What to do. Once every line holding "self" in the listing below has been found, give their number and nothing more.

*** Supplied information ***

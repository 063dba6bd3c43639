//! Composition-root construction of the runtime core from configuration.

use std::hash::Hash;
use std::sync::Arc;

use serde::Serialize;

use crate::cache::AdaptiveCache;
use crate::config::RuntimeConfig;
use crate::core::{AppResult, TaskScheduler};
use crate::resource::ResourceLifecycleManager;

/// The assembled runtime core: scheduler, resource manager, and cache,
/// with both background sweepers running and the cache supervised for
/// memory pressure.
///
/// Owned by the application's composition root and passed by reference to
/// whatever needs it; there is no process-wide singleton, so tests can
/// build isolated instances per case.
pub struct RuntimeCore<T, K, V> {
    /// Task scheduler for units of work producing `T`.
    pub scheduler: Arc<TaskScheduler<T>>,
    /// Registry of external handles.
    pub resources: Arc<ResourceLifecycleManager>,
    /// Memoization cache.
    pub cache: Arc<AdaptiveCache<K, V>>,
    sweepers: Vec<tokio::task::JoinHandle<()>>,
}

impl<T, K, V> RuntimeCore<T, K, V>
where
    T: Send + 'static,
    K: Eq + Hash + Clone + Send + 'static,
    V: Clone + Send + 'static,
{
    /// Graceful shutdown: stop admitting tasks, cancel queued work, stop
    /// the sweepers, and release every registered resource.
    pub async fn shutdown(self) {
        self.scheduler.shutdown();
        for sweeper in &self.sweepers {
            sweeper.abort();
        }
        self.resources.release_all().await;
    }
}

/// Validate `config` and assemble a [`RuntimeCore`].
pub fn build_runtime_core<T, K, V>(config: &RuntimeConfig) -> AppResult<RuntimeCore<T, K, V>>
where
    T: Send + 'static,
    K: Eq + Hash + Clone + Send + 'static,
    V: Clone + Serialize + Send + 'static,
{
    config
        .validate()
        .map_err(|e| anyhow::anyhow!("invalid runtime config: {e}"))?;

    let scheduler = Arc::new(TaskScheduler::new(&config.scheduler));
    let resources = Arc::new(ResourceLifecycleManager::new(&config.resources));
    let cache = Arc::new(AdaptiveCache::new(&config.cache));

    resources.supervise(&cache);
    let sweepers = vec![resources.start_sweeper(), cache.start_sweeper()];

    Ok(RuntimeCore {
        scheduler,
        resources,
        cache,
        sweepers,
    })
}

*** End of Supplied information ***

Answer for this exercise. 4